Cosmetic surgery for the rich and famous is booming. Why do they do it, wonders Clive James, in his Point of View column.
According to all media, so it must be true, plastic surgery is a growth industry world wide. People who've had face-lifts are having their face-lifts lifted. The Taiwanese are having New Year face-lifts to bring them luck.
Often the resulting luck looks bad, but it's hard to sympathise when someone becomes a victim of failed plastic surgery that they never needed.
Usually that's a decision that we make for them: that they didn't need it. Knowing what they looked like before they did it, we decide they didn't need to do it. But they mightn't have felt like that.
Anyone who undertakes major plastic surgery really doesn't like the way they look, even if we never saw much wrong with it.
There is a person called Pete Burns who went on Channel 4's Big Brother and got famous for being a forgotten rock singer. He got additionally famous for being a forgotten rock singer who'd had something unforgettable done to his mouth.
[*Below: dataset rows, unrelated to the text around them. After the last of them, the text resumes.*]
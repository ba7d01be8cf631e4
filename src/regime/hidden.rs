// =============================================================================
// Hidden-state regime detector — Viterbi pass over discretized observations
// =============================================================================
//
// Each closed candle is discretized into a (return, volatility, volume)
// observation over 5 x 3 x 3 = 45 symbols. A Viterbi pass with fixed
// transition/emission matrices seeded from domain priors decodes the most
// likely hidden-state path; the terminal state is the regime.
//
// Falls back to the indicator detector when the candle count is below the
// decoding window.
// =============================================================================

use crate::indicators::adx::calculate_adx;
use crate::indicators::atr::calculate_atr_percent;
use crate::market_data::Candle;
use crate::regime::{indicator, RegimeAnalysis, RegimeKind};

/// Number of observations decoded per pass.
const WINDOW: usize = 60;
/// Candles required: one extra close for returns, plus the volume baseline.
const MIN_CANDLES: usize = WINDOW + VOLUME_BASELINE + 1;
/// Rolling window for the relative-volume baseline.
const VOLUME_BASELINE: usize = 20;

const N_STATES: usize = 4;
const N_RETURN_BINS: usize = 5;
const N_VOL_BINS: usize = 3;
const N_VOLUME_BINS: usize = 3;

/// Hidden-state order: Bull, Bear, Sideways, HighVol.
const STATES: [RegimeKind; N_STATES] = [
    RegimeKind::Bull,
    RegimeKind::Bear,
    RegimeKind::Sideways,
    RegimeKind::HighVol,
];

/// Regimes persist: strong self-transition, uniform leakage elsewhere.
const TRANSITION: [[f64; N_STATES]; N_STATES] = [
    [0.85, 0.03, 0.09, 0.03],
    [0.03, 0.85, 0.09, 0.03],
    [0.05, 0.05, 0.85, 0.05],
    [0.04, 0.04, 0.07, 0.85],
];

/// Per-state return-bin priors (bins: strong down, down, flat, up, strong up).
const RETURN_PRIOR: [[f64; N_RETURN_BINS]; N_STATES] = [
    [0.03, 0.07, 0.20, 0.40, 0.30],
    [0.30, 0.40, 0.20, 0.07, 0.03],
    [0.05, 0.20, 0.50, 0.20, 0.05],
    [0.30, 0.12, 0.06, 0.12, 0.40],
];

/// Per-state volatility-bin priors (bins: quiet, normal, wide).
const VOL_PRIOR: [[f64; N_VOL_BINS]; N_STATES] = [
    [0.30, 0.50, 0.20],
    [0.25, 0.50, 0.25],
    [0.60, 0.35, 0.05],
    [0.05, 0.25, 0.70],
];

/// Per-state relative-volume priors (bins: thin, normal, heavy).
const VOLUME_PRIOR: [[f64; N_VOLUME_BINS]; N_STATES] = [
    [0.20, 0.50, 0.30],
    [0.20, 0.45, 0.35],
    [0.50, 0.40, 0.10],
    [0.10, 0.30, 0.60],
];

/// Decode the regime from the candle series.
pub fn detect(candles: &[Candle]) -> RegimeAnalysis {
    if candles.len() < MIN_CANDLES {
        return indicator::detect(candles);
    }

    let observations = discretize(candles);
    let (state_idx, confidence) = viterbi(&observations);

    RegimeAnalysis {
        regime: STATES[state_idx],
        adx: calculate_adx(candles, 14).unwrap_or(0.0),
        atr_percent: calculate_atr_percent(candles, 14).unwrap_or(0.0),
        confidence,
    }
}

// ---------------------------------------------------------------------------
// Discretization
// ---------------------------------------------------------------------------

fn return_bin(pct: f64) -> usize {
    if pct < -0.5 {
        0
    } else if pct < -0.1 {
        1
    } else if pct <= 0.1 {
        2
    } else if pct <= 0.5 {
        3
    } else {
        4
    }
}

fn vol_bin(range_pct: f64) -> usize {
    if range_pct < 0.5 {
        0
    } else if range_pct <= 1.5 {
        1
    } else {
        2
    }
}

fn volume_bin(ratio: f64) -> usize {
    if ratio < 0.8 {
        0
    } else if ratio <= 1.5 {
        1
    } else {
        2
    }
}

/// Build the observation sequence for the last `WINDOW` candles.
fn discretize(candles: &[Candle]) -> Vec<usize> {
    let n = candles.len();
    let start = n - WINDOW;

    let mut observations = Vec::with_capacity(WINDOW);
    for i in start..n {
        let prev_close = candles[i - 1].close_f();
        let close = candles[i].close_f();
        let ret_pct = if prev_close > 0.0 {
            (close - prev_close) / prev_close * 100.0
        } else {
            0.0
        };

        let range_pct = candles[i].range_percent();

        // Relative volume against the trailing baseline mean.
        let base_start = i.saturating_sub(VOLUME_BASELINE);
        let baseline: f64 = candles[base_start..i]
            .iter()
            .map(Candle::volume_f)
            .sum::<f64>()
            / (i - base_start).max(1) as f64;
        let ratio = if baseline > 0.0 {
            candles[i].volume_f() / baseline
        } else {
            1.0
        };

        let obs = return_bin(ret_pct) * (N_VOL_BINS * N_VOLUME_BINS)
            + vol_bin(range_pct) * N_VOLUME_BINS
            + volume_bin(ratio);
        observations.push(obs);
    }
    observations
}

// ---------------------------------------------------------------------------
// Viterbi
// ---------------------------------------------------------------------------

fn emission_log(state: usize, obs: usize) -> f64 {
    let r = obs / (N_VOL_BINS * N_VOLUME_BINS);
    let v = (obs / N_VOLUME_BINS) % N_VOL_BINS;
    let u = obs % N_VOLUME_BINS;
    let p = RETURN_PRIOR[state][r] * VOL_PRIOR[state][v] * VOLUME_PRIOR[state][u];
    p.max(1e-12).ln()
}

/// Run the Viterbi pass and return the terminal state index plus a confidence
/// derived from the margin between the best and runner-up terminal scores.
fn viterbi(observations: &[usize]) -> (usize, f64) {
    let uniform_log = (1.0 / N_STATES as f64).ln();
    let mut delta = [0.0f64; N_STATES];
    for (s, d) in delta.iter_mut().enumerate() {
        *d = uniform_log + emission_log(s, observations[0]);
    }

    for &obs in &observations[1..] {
        let mut next = [f64::NEG_INFINITY; N_STATES];
        for (s, slot) in next.iter_mut().enumerate() {
            let mut best = f64::NEG_INFINITY;
            for (prev, d) in delta.iter().enumerate() {
                let cand = d + TRANSITION[prev][s].max(1e-12).ln();
                if cand > best {
                    best = cand;
                }
            }
            *slot = best + emission_log(s, obs);
        }
        delta = next;
    }

    let mut best_idx = 0;
    let mut best = f64::NEG_INFINITY;
    let mut second = f64::NEG_INFINITY;
    for (s, &d) in delta.iter().enumerate() {
        if d > best {
            second = best;
            best = d;
            best_idx = s;
        } else if d > second {
            second = d;
        }
    }

    let margin = (best - second).max(0.0);
    let confidence = (1.0 - (-margin).exp()).clamp(0.0, 1.0);
    (best_idx, confidence)
}

// =============================================================================
// Unit Tests
// =============================================================================
#[cfg(test)]
mod tests {
    use super::*;
    use chrono::Utc;
    use rust_decimal::prelude::FromPrimitive;
    use rust_decimal::Decimal;

    fn candle(close: f64, range: f64, volume: f64) -> Candle {
        let d = |v: f64| Decimal::from_f64(v).unwrap();
        Candle {
            timestamp: Utc::now(),
            open: d(close),
            high: d(close + range / 2.0),
            low: d(close - range / 2.0),
            close: d(close),
            volume: d(volume),
        }
    }

    fn series(mut price: f64, step_pct: f64, range_pct: f64, volume: f64, len: usize) -> Vec<Candle> {
        (0..len)
            .map(|_| {
                price *= 1.0 + step_pct / 100.0;
                candle(price, price * range_pct / 100.0, volume)
            })
            .collect()
    }

    #[test]
    fn bins_cover_edges() {
        assert_eq!(return_bin(-1.0), 0);
        assert_eq!(return_bin(-0.3), 1);
        assert_eq!(return_bin(0.0), 2);
        assert_eq!(return_bin(0.3), 3);
        assert_eq!(return_bin(1.0), 4);
        assert_eq!(vol_bin(0.1), 0);
        assert_eq!(vol_bin(1.0), 1);
        assert_eq!(vol_bin(2.0), 2);
        assert_eq!(volume_bin(0.5), 0);
        assert_eq!(volume_bin(1.0), 1);
        assert_eq!(volume_bin(2.0), 2);
    }

    #[test]
    fn short_series_falls_back_to_indicator() {
        let candles = series(100.0, 0.3, 0.8, 50.0, 30);
        // The fallback must still produce a usable analysis.
        let analysis = detect(&candles);
        assert!(analysis.confidence >= 0.0 && analysis.confidence <= 1.0);
    }

    #[test]
    fn sustained_up_moves_decode_bull() {
        let candles = series(100.0, 0.4, 0.8, 50.0, MIN_CANDLES + 5);
        let analysis = detect(&candles);
        assert_eq!(analysis.regime, RegimeKind::Bull);
    }

    #[test]
    fn sustained_down_moves_decode_bear() {
        let candles = series(100.0, -0.4, 0.8, 50.0, MIN_CANDLES + 5);
        let analysis = detect(&candles);
        assert_eq!(analysis.regime, RegimeKind::Bear);
    }

    #[test]
    fn flat_quiet_tape_decodes_sideways() {
        let candles = series(100.0, 0.0, 0.2, 50.0, MIN_CANDLES + 5);
        let analysis = detect(&candles);
        assert_eq!(analysis.regime, RegimeKind::Sideways);
    }

    #[test]
    fn wide_swings_decode_high_vol() {
        let mut candles = Vec::new();
        let mut price = 100.0;
        for i in 0..(MIN_CANDLES + 5) {
            let step = if i % 2 == 0 { 1.2 } else { -1.2 };
            price *= 1.0 + step / 100.0;
            candles.push(candle(price, price * 2.5 / 100.0, 200.0));
        }
        let analysis = detect(&candles);
        assert_eq!(analysis.regime, RegimeKind::HighVol);
    }

    #[test]
    fn transition_rows_are_stochastic() {
        for row in TRANSITION {
            let sum: f64 = row.iter().sum();
            assert!((sum - 1.0).abs() < 1e-9);
        }
    }

    #[test]
    fn priors_are_stochastic() {
        for row in RETURN_PRIOR {
            assert!((row.iter().sum::<f64>() - 1.0).abs() < 1e-9);
        }
        for row in VOL_PRIOR {
            assert!((row.iter().sum::<f64>() - 1.0).abs() < 1e-9);
        }
        for row in VOLUME_PRIOR {
            assert!((row.iter().sum::<f64>() - 1.0).abs() < 1e-9);
        }
    }
}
He'd had that thing done that people who want new mouths do. They don't want new mouths in the sense of a mouth like the old mouth, only young again. They want a new mouth in the sense of a different mouth, a mouth that has been seen nowhere on earth except below sea level.
"It's easy to laugh until you see the pictures, and realise he's in real trouble, physical trouble to match the psycho-logical trouble he must have been in the first place" Interview with Clive James
Apparently the idea is that the top lip should be at least as big as the bottom lip, and the result, even done in moderation, always looks as if the original mouth has been removed, inflated like a small plastic paddling pool, and put back on upside down.
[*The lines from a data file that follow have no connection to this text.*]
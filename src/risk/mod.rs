// =============================================================================
// Risk controls — admission gate, circuit breakers, regime suspension
// =============================================================================

pub mod circuit_breaker;
pub mod gate;
pub mod suspension;

use serde::{Deserialize, Serialize};

/// Typed denial reason from the risk gate. Every veto short-circuits the
/// pipeline; only MARKET_CONDITION and API_ERRORS are surfaced to operators
/// as (rate-limited) warnings.
#[derive(Debug, Clone, PartialEq, Eq, Serialize, Deserialize)]
pub enum VetoReason {
    /// The `trading.enabled` toggle is off.
    TradingDisabled,
    /// A per-market or global circuit breaker is open.
    CircuitBreaker,
    /// Spread or orderbook depth outside acceptable bounds.
    MarketCondition,
    /// Too many API errors in the trailing minute.
    ApiErrors,
    /// Cumulative realized PnL since local midnight breached the floor.
    DailyLossLimit,
    /// Aggregate open-position cap reached.
    PositionCap,
    /// Another engine already holds this market (or dust-level coin remains).
    AlreadyHolding,
    /// Minimum holding time before a SELL has not elapsed.
    MinHolding,
    /// Post-sell cooldown before a re-BUY has not elapsed.
    TradeCooldown,
}

impl std::fmt::Display for VetoReason {
    fn fmt(&self, f: &mut std::fmt::Formatter<'_>) -> std::fmt::Result {
        let tag = match self {
            Self::TradingDisabled => "TRADING_DISABLED",
            Self::CircuitBreaker => "CIRCUIT_BREAKER",
            Self::MarketCondition => "MARKET_CONDITION",
            Self::ApiErrors => "API_ERRORS",
            Self::DailyLossLimit => "DAILY_LOSS_LIMIT",
            Self::PositionCap => "POSITION_CAP",
            Self::AlreadyHolding => "ALREADY_HOLDING",
            Self::MinHolding => "MIN_HOLDING",
            Self::TradeCooldown => "TRADE_COOLDOWN",
        };
        write!(f, "{tag}")
    }
}

impl VetoReason {
    /// Vetoes that warrant an operator warning.
    pub fn warns_operator(&self) -> bool {
        matches!(self, Self::MarketCondition | Self::ApiErrors)
    }
}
Pete Burns had the advanced version. I switched Big Brother on accidentally one night and there he was, so I switched it off immediately, but not before having my retinas seared with the image of one of those car-sized fish that lurk deep below the reef, waiting to ingest the brass boot of a deep sea diver.
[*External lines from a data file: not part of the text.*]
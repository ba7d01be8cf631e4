// =============================================================================
// Position monitor — per-strategy-family exit loops and the close path
// =============================================================================
//
// One loop per strategy family at its natural cadence (1 s scalping, 30 s
// intraday, 5 m accumulation). Each tick re-reads open positions from the
// repository (the single source of truth) and applies, in order: data guards,
// minimum holding, stop-loss / take-profit, trailing stop, timeout.
//
// Closes run under a per-market mutex separate from the entry path. Every
// attempt re-reads position state, checks the backoff/attempt budget, reads
// the actual exchange balance, and only then transitions to CLOSING and
// submits the SELL. Transport failures revert to OPEN for a later retry;
// exhausting the attempt budget abandons the position as FAILED.
// =============================================================================

use std::sync::Arc;
use std::time::Duration;

use chrono::Utc;
use rust_decimal::prelude::FromPrimitive;
use rust_decimal::Decimal;
use tokio::sync::watch;
use tracing::{debug, error, info, warn};

use crate::config_store::{ConfigStore, KEY_MIN_HOLDING_SECS, KEY_MIN_ORDER_AMOUNT};
use crate::error::ExecutionError;
use crate::execution::executor::OrderExecutor;
use crate::execution::MarketLocks;
use crate::market_data::MarketDataService;
use crate::notify::Notifier;
use crate::persistence::Repositories;
use crate::position::{CloseGate, ExitReason, Position, PositionStatus};
use crate::risk::circuit_breaker::CircuitBreaker;
use crate::strategy::{Strategy, StrategyParams};
use crate::types::{base_currency, StrategyCode};

const DEFAULT_MIN_HOLDING_SECS: i64 = 300;
const DEFAULT_CLOSE_BACKOFF_SECS: i64 = 15;
const DEFAULT_MAX_CLOSE_ATTEMPTS: i64 = 5;
const DEFAULT_MIN_ORDER_AMOUNT: f64 = 5_000.0;

/// Which strategies a monitor loop owns, and how often it wakes.
#[derive(Debug, Clone, Copy, PartialEq, Eq)]
pub enum MonitorFamily {
    Scalping,
    Intraday,
    Accumulation,
}

impl MonitorFamily {
    pub fn codes(self) -> &'static [StrategyCode] {
        match self {
            Self::Scalping => &[StrategyCode::VolatilitySurvival],
            Self::Intraday => &[StrategyCode::Breakout, StrategyCode::Grid],
            Self::Accumulation => &[StrategyCode::Dca],
        }
    }

    pub fn interval(self) -> Duration {
        match self {
            Self::Scalping => Duration::from_secs(1),
            Self::Intraday => Duration::from_secs(30),
            Self::Accumulation => Duration::from_secs(300),
        }
    }

    pub fn all() -> [MonitorFamily; 3] {
        [Self::Scalping, Self::Intraday, Self::Accumulation]
    }
}

impl std::fmt::Display for MonitorFamily {
    fn fmt(&self, f: &mut std::fmt::Formatter<'_>) -> std::fmt::Result {
        match self {
            Self::Scalping => write!(f, "scalping"),
            Self::Intraday => write!(f, "intraday"),
            Self::Accumulation => write!(f, "accumulation"),
        }
    }
}

pub struct PositionMonitor {
    repos: Arc<Repositories>,
    market_data: Arc<MarketDataService>,
    executor: Arc<OrderExecutor>,
    breaker: Arc<CircuitBreaker>,
    config: Arc<ConfigStore>,
    notifier: Arc<dyn Notifier>,
    /// Engine hooks for fills (grid rung release, DCA clock).
    engines: std::collections::HashMap<StrategyCode, Arc<dyn Strategy>>,
    close_locks: MarketLocks,
}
After leaving the show, Pete mercifully sank out of sight, but recently he got famous all over again because he wanted to sue the surgeons who hadn't, in his view, put his mouth back the way it was, although he hasn't yet made clear how long ago he means by the way it was: he might only mean the way it was last year, when it was already uncommonly large but still more or less attached to him.
Apparently it now more or less isn't. It's easy to laugh until you see the pictures, and then you realise he's in real trouble, physical trouble to match the psychological trouble he must have been in the first place.
Original 'guinea pigs'
And there's the connection between plastic surgery that doesn't serve an obvious purpose and plastic surgery that does. The second kind started at East Grinstead Hospital, where a pioneering team of surgeons developed the techniques to help make continued life possible for Battle of Britain fighter pilots whose faces had been ruined by flame.